DanaM--yeup from what I've read what type of honey you choose has a huge effect on the taste. Granted clover honey and raspberry honey are different, but what makes it awesome to me is that they gather the sweetness from whatever plants are nearby as well. So, you get this interesting sort of random flavor mix...perhaps even if you were to get two raspberry honey's from two different bee'ers. That's just way cool to me :)

david w.:
A brother at our Parish makes honey mead.  He recently gave us a bottle. A Brother making mead suprised me

Beleg813:

--- Quote from: david w. on October 18, 2007, 07:03:23 pm ---A brother at our Parish makes honey mead.  He recently gave us a bottle. A Brother making mead suprised me

--- End quote ---

Now, see, that's a profession I could do...lotta reading, lotta mead-making, lotta drinking, and a whole lotta prayin' for forgiveness about drinkin too much :D

Joking aside, a really good buddy of mine went to Christian Brothers University....he informed me that all of the brothers (monks) were not only ridiculously educated...but also heavy drinkers :)

Dane:
Dont you all think there is a reason why so many monesteries in Europe make various types of distilled stuff? :) I guess legend has it the guy who invented Champaigne was a monk. A very good brand is named after him, but I can't spell it.
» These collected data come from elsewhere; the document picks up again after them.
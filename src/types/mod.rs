//! Type definitions for the loan approval pipeline

pub mod application;
pub mod decision;

pub use application::LoanApplication;
pub use decision::{Decision, LoanDecision};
B&B was made by the Benedictines, and the Trapist monks make some good stuff. Some of the finest beers are made by religious orders in Germay. Hurrah.

You can get commerically brewed and bottled mead in a good liquor store, if you have to try it soon. I have a bottle downstairs, but haven't yet tried it.

Dane

Hillbilly:
The old-timers of my grandfather's generation here in the Smokies used to brew up a sort of high-test mead known as " methaglin". I guess the recipe came over from the Scottish highlands with their ancestors. I never got a chance to try any, but it sounds interesting. I doubt if anybody makes it around here these days.